(SUPPLIED ENTRIES)

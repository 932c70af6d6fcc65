//! Wire types for the REST API.
//!
//! The chat surface mirrors the OpenAI chat-completions shape so existing
//! clients can point at the runtime unchanged; `session_key` and
//! `channel` are extensions.

use chrono::{DateTime, Utc};
use serde::{Deserialize, Serialize};

// Chat completions

#[derive(Debug, Deserialize)]
pub struct ChatCompletionRequest {
    #[serde(default)]
    pub model: Option<String>,
    pub messages: Vec<ApiChatMessage>,
    #[serde(default)]
    pub session_key: Option<String>,
    #[serde(default)]
    pub channel: Option<String>,
}

#[derive(Debug, Clone, Serialize, Deserialize)]
pub struct ApiChatMessage {
    pub role: String,
    pub content: String,
}

#[derive(Debug, Serialize, Deserialize)]
pub struct ChatCompletionResponse {
    pub id: String,
    pub object: String,
    pub created: i64,
    pub model: String,
    pub choices: Vec<ChatCompletionChoice>,
}

#[derive(Debug, Serialize, Deserialize)]
pub struct ChatCompletionChoice {
    pub index: u32,
    pub message: ApiChatMessage,
    pub finish_reason: String,
}

// Skill execution

#[derive(Debug, Deserialize)]
pub struct SkillExecuteRequest {
    #[serde(default)]
    pub input: String,
    #[serde(default)]
    pub params: Option<serde_json::Value>,
    #[serde(default)]
    pub session_key: Option<String>,
}

#[derive(Debug, Serialize, Deserialize)]
pub struct SkillExecuteResponse {
    pub skill_name: String,
    #[serde(default)]
    pub result: String,
    pub duration_ms: i64,
    #[serde(default, skip_serializing_if = "Option::is_none")]
    pub error: Option<String>,
}

// Webhooks

#[derive(Debug, Serialize, Deserialize)]
pub struct WebhookEvent {
    pub path: String,
    #[serde(default, skip_serializing_if = "std::collections::HashMap::is_empty")]
    pub headers: std::collections::HashMap<String, String>,
    #[serde(default, skip_serializing_if = "Option::is_none")]
    pub body: Option<serde_json::Value>,
    #[serde(default, skip_serializing_if = "String::is_empty")]
    pub raw_body: String,
    /// Unix millis
    pub timestamp: i64,
}

// Status

#[derive(Debug, Serialize, Deserialize)]
pub struct StatusResponse {
    pub status: String,
    pub version: String,
    pub uptime_secs: i64,
    pub started_at: DateTime<Utc>,
    pub agent: AgentStatus,
    pub skills: SkillsStatus,
    pub active_agents: usize,
    #[serde(default, skip_serializing_if = "Vec::is_empty")]
    pub recent_events: Vec<crate::events::ActivityEvent>,
    pub system: SystemStats,
}

#[derive(Debug, Serialize, Deserialize)]
pub struct AgentStatus {
    pub model: String,
    pub tools_loaded: usize,
}

#[derive(Debug, Serialize, Deserialize)]
pub struct SkillsStatus {
    pub total: usize,
    pub available: usize,
    pub names: Vec<String>,
}

#[derive(Debug, Serialize, Deserialize)]
pub struct SystemStats {
    pub sessions: usize,
    pub worker_threads: usize,
}

// Errors

#[derive(Debug, Serialize, Deserialize)]
pub struct ErrorResponse {
    pub error: ErrorDetail,
}

#[derive(Debug, Serialize, Deserialize)]
pub struct ErrorDetail {
    pub message: String,
    #[serde(rename = "type")]
    pub kind: String,
    #[serde(default, skip_serializing_if = "String::is_empty")]
    pub code: String,
}

impl ErrorResponse {
    pub fn new(code: impl Into<String>, message: impl Into<String>) -> Self {
        Self {
            error: ErrorDetail {
                message: message.into(),
                kind: "api_error".into(),
                code: code.into(),
            },
        }
    }
}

(End SUPPLIED ENTRIES)

**ASSIGNMENT:** Copy the lines above exactly, beginning at the line containing "pub struct ErrorDetail" and stopping at the last line.

**SOLUTION FOR THIS PROBLEM:**
pub struct ErrorDetail {
    pub message: String,
    #[serde(rename = "type")]
    pub kind: String,
    #[serde(default, skip_serializing_if = "String::is_empty")]
    pub code: String,
}

impl ErrorResponse {
    pub fn new(code: impl Into<String>, message: impl Into<String>) -> Self {
        Self {
            error: ErrorDetail {
                message: message.into(),
                kind: "api_error".into(),
                code: code.into(),
            },
        }
    }
}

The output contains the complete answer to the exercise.